### [Task goal]
Give back exactly the lines of the material below that start at the line containing "list_imports / imports_list: ImportSpec" and end at the line containing "for &f in self.fields_list(fields)", and no others.

##### Records for this exercise #####

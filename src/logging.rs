use std::env;
use std::fmt;

/// Output format for log events.
#[derive(Debug, Clone, Copy, PartialEq, Eq, Default, clap::ValueEnum)]
pub enum LogFormat {
    #[default]
    Auto,
    Text,
    Json,
}

impl LogFormat {
    pub fn parse(spec: &str) -> Option<Self> {
        match spec.to_ascii_lowercase().as_str() {
            "auto" => Some(Self::Auto),
            "text" | "plain" => Some(Self::Text),
            "json" => Some(Self::Json),
            _ => None,
        }
    }
}

impl fmt::Display for LogFormat {
    fn fmt(&self, f: &mut fmt::Formatter<'_>) -> fmt::Result {
        let text = match self {
            LogFormat::Auto => "auto",
            LogFormat::Text => "text",
            LogFormat::Json => "json",
        };
        f.write_str(text)
    }
}

/// Logging verbosity.
#[derive(Debug, Clone, Copy, PartialEq, Eq, PartialOrd, Ord, clap::ValueEnum)]
pub enum LogLevel {
    Error,
    Warn,
    Info,
    Debug,
    Trace,
}

impl LogLevel {
    pub fn parse(spec: &str) -> Option<Self> {
        match spec.to_ascii_lowercase().as_str() {
            "error" | "err" => Some(Self::Error),
            "warn" | "warning" => Some(Self::Warn),
            "info" => Some(Self::Info),
            "debug" => Some(Self::Debug),
            "trace" | "verbose" => Some(Self::Trace),
            _ => None,
        }
    }

    pub fn as_tracing_level(self) -> tracing::Level {
        match self {
            LogLevel::Error => tracing::Level::ERROR,
            LogLevel::Warn => tracing::Level::WARN,
            LogLevel::Info => tracing::Level::INFO,
            LogLevel::Debug => tracing::Level::DEBUG,
            LogLevel::Trace => tracing::Level::TRACE,
        }
    }
}

impl fmt::Display for LogLevel {
    fn fmt(&self, f: &mut fmt::Formatter<'_>) -> fmt::Result {
        let text = match self {
            LogLevel::Error => "error",
            LogLevel::Warn => "warn",
            LogLevel::Info => "info",
            LogLevel::Debug => "debug",
            LogLevel::Trace => "trace",
        };
        f.write_str(text)
    }
}

/// Effective log configuration after environment and CLI overrides.
#[derive(Debug, Clone, Copy, PartialEq, Eq)]
pub struct LogOptions {
    pub format: LogFormat,
    pub level: LogLevel,
}

impl LogOptions {
    /// Status lines go to stdout; logs stay quiet unless asked for.
    pub const DEFAULT: Self = Self {
        format: LogFormat::Auto,
        level: LogLevel::Warn,
    };

    #[must_use]
    pub fn with_overrides(base: Self, overrides: LogSettings) -> Self {
        Self {
            format: overrides.format.unwrap_or(base.format),
            level: overrides.level.unwrap_or(base.level),
        }
    }

    /// Reads `GOTAB_LOG_FORMAT` and `GOTAB_LOG_LEVEL`; unparsable values are
    /// ignored.
    #[must_use]
    pub fn from_env() -> Self {
        let format = env::var("GOTAB_LOG_FORMAT").ok();
        let level = env::var("GOTAB_LOG_LEVEL").ok();
        apply_env_overrides(Self::DEFAULT, format.as_deref(), level.as_deref())
    }

    #[must_use]
    pub fn resolved(self) -> Self {
        let format = match self.format {
            LogFormat::Auto => LogFormat::Text,
            other => other,
        };
        Self { format, ..self }
    }
}

impl Default for LogOptions {
    fn default() -> Self {
        Self::DEFAULT
    }
}

/// CLI overrides for logging.
#[derive(Debug, Default, Clone, Copy)]
pub struct LogSettings {
    pub format: Option<LogFormat>,
    pub level: Option<LogLevel>,
}

impl LogSettings {
    #[must_use]
    pub fn merged_with_env(self) -> LogOptions {
        LogOptions::with_overrides(LogOptions::from_env(), self)
    }
}

fn apply_env_overrides(
    mut options: LogOptions,
    format: Option<&str>,
    level: Option<&str>,
) -> LogOptions {
    if let Some(spec) = format.and_then(LogFormat::parse) {
        options.format = spec;
    }
    if let Some(spec) = level.and_then(LogLevel::parse) {
        options.level = spec;
    }
    options
}

/// Installs the global subscriber writing to stderr. `RUST_LOG`, when set,
/// replaces the level filter. Later calls are no-ops.
pub fn init_logging(options: &LogOptions) {
    use std::io::IsTerminal;
    use std::sync::OnceLock;
    use tracing_subscriber::{fmt, EnvFilter};

    static INITIALISED: OnceLock<()> = OnceLock::new();

    let _ = INITIALISED.get_or_init(|| {
        let options = options.resolved();
        let use_ansi = env::var_os("NO_COLOR").is_none() && std::io::stderr().is_terminal();
        let filter = EnvFilter::try_from_default_env()
            .unwrap_or_else(|_| EnvFilter::new(options.level.to_string()));

        let builder = fmt::fmt()
            .with_env_filter(filter)
            .with_ansi(use_ansi)
            .with_writer(std::io::stderr)
            .with_target(true)
            .with_level(true);

        let result = match options.format {
            LogFormat::Json => tracing::subscriber::set_global_default(builder.json().finish()),
            _ => tracing::subscriber::set_global_default(builder.compact().finish()),
        };
        if result.is_err() {
            tracing::debug!(target: "gotab::logging", "global subscriber already installed");
        }
    });
}
impl<T> fmt::Debug for Id<T> {
    fn fmt(&self, f: &mut fmt::Formatter<'_>) -> fmt::Result {
        write!(f, "#{}", self.raw)
    }
}

/// Half-open range of ids allocated while parsing one file.
#[derive(Debug, Clone, Copy, PartialEq, Eq, Default)]
pub struct IdRange {
    pub start: u32,
    pub end: u32,
}

impl IdRange {
    #[inline]
    pub fn contains<T>(&self, id: Id<T>) -> bool {
        (self.start..self.end).contains(&id.raw())
    }
}

/// Typed reference into a centralized list buffer.
pub struct ListRef<T> {
    start: u32,
    len: u32,
    _marker: PhantomData<fn() -> T>,
}

impl<T> Copy for ListRef<T> {}

impl<T> Clone for ListRef<T> {
    fn clone(&self) -> Self {
        *self
    }
}

impl<T> PartialEq for ListRef<T> {
    fn eq(&self, other: &Self) -> bool {
        self.start == other.start && self.len == other.len
    }
}

impl<T> Eq for ListRef<T> {}

impl<T> fmt::Debug for ListRef<T> {
    fn fmt(&self, f: &mut fmt::Formatter<'_>) -> fmt::Result {
        write!(f, "[{}; {}]", self.start, self.len)
    }
}

impl<T> Default for ListRef<T> {
    fn default() -> Self {
        Self::EMPTY
    }
}

impl<T> ListRef<T> {
    pub const EMPTY: Self = Self {
        start: 0,
        len: 0,
        _marker: PhantomData,
    };

    #[inline]
    pub const fn new(start: u32, len: u32) -> Self {
        Self {
            start,
            len,
            _marker: PhantomData,
        }
    }

    #[inline]
    pub const fn is_empty(&self) -> bool {
        self.len == 0
    }

    #[inline]
    pub const fn start(&self) -> u32 {
        self.start
    }

    #[inline]
    pub const fn len(&self) -> u32 {
        self.len
    }

    #[inline]
    pub const fn end(&self) -> u32 {
        self.start + self.len
    }
}

// =============================================================================
// Symbol Interning System
// =============================================================================

/// Interned string symbol.
#[derive(Debug, Clone, Copy, PartialEq, Eq, Hash)]
#[repr(transparent)]
pub struct Symbol(u32);

pub type Ident = Symbol;

impl Symbol {
    #[inline]
    pub const fn from_raw(v: u32) -> Self {
        Self(v)
    }

    #[inline]
    pub const fn as_u32(self) -> u32 {
        self.0
    }
}

/// Identifier occurrence (interned symbol + source position).
#[derive(Debug, Clone, Copy, PartialEq, Eq)]
pub struct IdentName {
    pub sym: Ident,
    pub pos: Span,
}

/// Identity hasher for u64 values (used for symbol hash buckets).
#[derive(Default)]
struct U64IdentityHasher(u64);

impl Hasher for U64IdentityHasher {
    fn write(&mut self, _b: &[u8]) {
        unreachable!("U64IdentityHasher only supports write_u64")
    }

    #[inline]
    fn write_u64(&mut self, i: u64) {
        self.0 = i;
    }

    #[inline]
    fn finish(&self) -> u64 {
        self.0
    }
}

type U64IdentityBuild = BuildHasherDefault<U64IdentityHasher>;

/// String interner; symbols are looked up through hash buckets.
#[derive(Debug, Default)]
pub struct Interner {
    strings: Vec<Box<str>>,
    buckets: HashMap<u64, SmallVec<[Symbol; 1]>, U64IdentityBuild>,
    state: RandomState,
}

impl Interner {
    #[inline]
    pub fn new() -> Self {
        Self::default()
    }

    #[inline(always)]
    fn hash_str(&self, s: &str) -> u64 {
        self.state.hash_one(s)
    }

    /// Interns a string and returns its symbol.
    pub fn intern(&mut self, s: &str) -> Symbol {
        let h = self.hash_str(s);
        let entry = self.buckets.entry(h).or_default();

        for &sym in entry.iter() {
            if self.strings[sym.0 as usize].as_ref() == s {
                return sym;
            }
        }

        let sym = Symbol(self.strings.len() as u32);
        self.strings.push(s.into());
        entry.push(sym);
        sym
    }

    /// Looks up a string without interning it.
    pub fn get(&self, s: &str) -> Option<Symbol> {
        let h = self.hash_str(s);
        self.buckets
            .get(&h)?
            .iter()
            .copied()
            .find(|sym| self.strings[sym.0 as usize].as_ref() == s)
    }

    /// Resolves a symbol back to its string.
    ///
    /// # Panics
    /// Panics if the symbol was produced by another interner.
    #[inline]
    pub fn resolve(&self, sym: Symbol) -> &str {
        self.strings
            .get(sym.0 as usize)
            .expect("symbol from a different interner")
            .as_ref()
    }
}

// =============================================================================
// Arena Allocation
// =============================================================================

/// Arena for nodes with associated spans.
#[derive(Debug)]
pub struct SpannedArena<T> {
    data: Vec<T>,
    spans: Vec<Span>,
}

impl<T> Default for SpannedArena<T> {
    fn default() -> Self {
        Self {
            data: Vec::new(),
            spans: Vec::new(),
        }
    }
}

impl<T> SpannedArena<T> {
    pub fn new() -> Self {
        Self::default()
    }

    #[inline]
    pub fn alloc(&mut self, node: T, span: Span) -> Id<T> {
        let id = Id::from_raw(self.data.len() as u32);
        self.data.push(node);
        self.spans.push(span);
        id
    }

    #[inline]
    pub fn get(&self, id: Id<T>) -> &T {
        &self.data[id.to_usize()]
    }

    #[inline]
    pub fn get_mut(&mut self, id: Id<T>) -> &mut T {
        &mut self.data[id.to_usize()]
    }

    #[inline]
    pub fn span(&self, id: Id<T>) -> Span {
        self.spans[id.to_usize()]
    }

    #[inline]
    pub fn len(&self) -> usize {
        self.data.len()
    }

    #[inline]
    pub fn is_empty(&self) -> bool {
        self.data.is_empty()
    }

    /// Id the next allocation will receive.
    #[inline]
    pub fn next_raw(&self) -> u32 {
        self.data.len() as u32
    }
}

impl<T> Index<Id<T>> for SpannedArena<T> {
    type Output = T;
    fn index(&self, id: Id<T>) -> &T {
        self.get(id)
    }
}

impl<T> IndexMut<Id<T>> for SpannedArena<T> {
    fn index_mut(&mut self, id: Id<T>) -> &mut T {
        self.get_mut(id)
    }
}

// =============================================================================
// Type Aliases for Node IDs
// =============================================================================

pub type GenDeclId = Id<GenDecl>;
pub type FuncDeclId = Id<FuncDecl>;
pub type ExprId = Id<Expr>;
pub type TypeId = Id<Type>;
pub type FieldId = Id<Field>;
pub type SignatureId = Id<Signature>;
pub type TypeParamsId = Id<TypeParams>;
pub type CommentId = Id<Comment>;
pub type CommentGroupId = Id<CommentGroup>;

// =============================================================================
// Centralized List Storage
// =============================================================================

#[derive(Debug, Default)]
pub struct ExtraData {
    pub ident_names: Vec<IdentName>,
    pub exprs: Vec<ExprId>,
    pub types: Vec<TypeId>,
    pub fields: Vec<FieldId>,
    pub specs: Vec<Spec>,
    pub imports: Vec<ImportSpec>,
    pub top_decls: Vec<TopLevelDecl>,
    pub type_terms: Vec<TypeTerm>,
    pub interface_elems: Vec<InterfaceElem>,
    pub type_param_decls: Vec<TypeParamDecl>,
    pub comment_ids: Vec<CommentId>,
    pub comment_group_ids: Vec<CommentGroupId>,
}

// =============================================================================
// Main AST Arena
// =============================================================================

/// Central arena holding all AST nodes, list buffers and the interner.
#[derive(Debug, Default)]
pub struct AstArena {
    pub gen_decls: SpannedArena<GenDecl>,
    pub funcs: SpannedArena<FuncDecl>,
    pub exprs: SpannedArena<Expr>,
    pub types: SpannedArena<Type>,
    pub signatures: SpannedArena<Signature>,
    pub fields: SpannedArena<Field>,
    pub type_params: SpannedArena<TypeParams>,
    pub comments: SpannedArena<Comment>,
    pub comment_groups: SpannedArena<CommentGroup>,
    pub extras: ExtraData,
    pub interner: Interner,
}

macro_rules! list_fns {
    ($($builder:ident / $accessor:ident : $t:ty => $buf:ident),* $(,)?) => {
        $(
            pub fn $builder(&mut self, i: impl IntoIterator<Item = $t>) -> ListRef<$t> {
                Self::push_list(&mut self.extras.$buf, i)
            }

            pub fn $accessor(&self, r: ListRef<$t>) -> &[$t] {
                Self::slice(&self.extras.$buf, r)
            }
        )*
    };
}

impl AstArena {
    pub fn new() -> Self {
        Self::default()
    }

    #[inline]
    fn push_list<T>(buf: &mut Vec<T>, items: impl IntoIterator<Item = T>) -> ListRef<T> {
        let start = buf.len();
        buf.extend(items);
        let len = buf.len() - start;
        debug_assert!(start <= u32::MAX as usize);
        debug_assert!(len <= u32::MAX as usize);
        ListRef::new(start as u32, len as u32)
    }

    #[inline]
    fn slice<T>(buf: &[T], r: ListRef<T>) -> &[T] {
        &buf[r.start() as usize..r.end() as usize]
    }

    list_fns! {
        list_ident_names / ident_names: IdentName => ident_names,
        list_exprs / exprs_list: ExprId => exprs,
        list_types / types_list: TypeId => types,
        list_fields / fields_list: FieldId => fields,
        list_specs / specs_list: Spec => specs,
        list_imports / imports_list: ImportSpec => imports,
        list_top_decls / top_decls: TopLevelDecl => top_decls,
        list_type_terms / type_terms: TypeTerm => type_terms,
        list_interface_elems / interface_elems: InterfaceElem => interface_elems,
        list_type_param_decls / type_param_decls: TypeParamDecl => type_param_decls,
        list_comment_ids / comment_ids: CommentId => comment_ids,
        list_comment_group_ids / comment_group_ids: CommentGroupId => comment_group_ids,
    }

    /// Resolves an interned symbol.
    #[inline]
    pub fn name(&self, sym: Symbol) -> &str {
        self.interner.resolve(sym)
    }

    /// Number of slots a field contributes once flattened: one per declared
    /// name, or one for an anonymous field.
    #[inline]
    pub fn field_arity(&self, id: FieldId) -> usize {
        let names = self.fields[id].names;
        if names.is_empty() {
            1
        } else {
            names.len() as usize
        }
    }

    /// Flattens a field list into one type per slot, in declaration order.
    pub fn flatten_fields(&self, fields: ListRef<FieldId>) -> Vec<TypeId> {
        let mut out = Vec::new();
        for &f in self.fields_list(fields) {
            let typ = self.fields[f].typ;
            out.extend(std::iter::repeat_n(typ, self.field_arity(f)));
        }
        out
    }

    /// Like [`flatten_fields`](Self::flatten_fields) for a signature's results.
    pub fn flatten_results(&self, results: Option<Results>) -> Vec<TypeId> {
        match results {
            None => Vec::new(),
            Some(Results::Type(t)) => vec![t],
            Some(Results::Params(list)) => self.flatten_fields(list.fields),
        }
    }
}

#####

### [Response box]
        list_imports / imports_list: ImportSpec => imports,
        list_top_decls / top_decls: TopLevelDecl => top_decls,
        list_type_terms / type_terms: TypeTerm => type_terms,
        list_interface_elems / interface_elems: InterfaceElem => interface_elems,
        list_type_param_decls / type_param_decls: TypeParamDecl => type_param_decls,
        list_comment_ids / comment_ids: CommentId => comment_ids,
        list_comment_group_ids / comment_group_ids: CommentGroupId => comment_group_ids,
    }

    /// Resolves an interned symbol.
    #[inline]
    pub fn name(&self, sym: Symbol) -> &str {
        self.interner.resolve(sym)
    }

    /// Number of slots a field contributes once flattened: one per declared
    /// name, or one for an anonymous field.
    #[inline]
    pub fn field_arity(&self, id: FieldId) -> usize {
        let names = self.fields[id].names;
        if names.is_empty() {
            1
        } else {
            names.len() as usize
        }
    }

    /// Flattens a field list into one type per slot, in declaration order.
    pub fn flatten_fields(&self, fields: ListRef<FieldId>) -> Vec<TypeId> {
        let mut out = Vec::new();
        for &f in self.fields_list(fields) {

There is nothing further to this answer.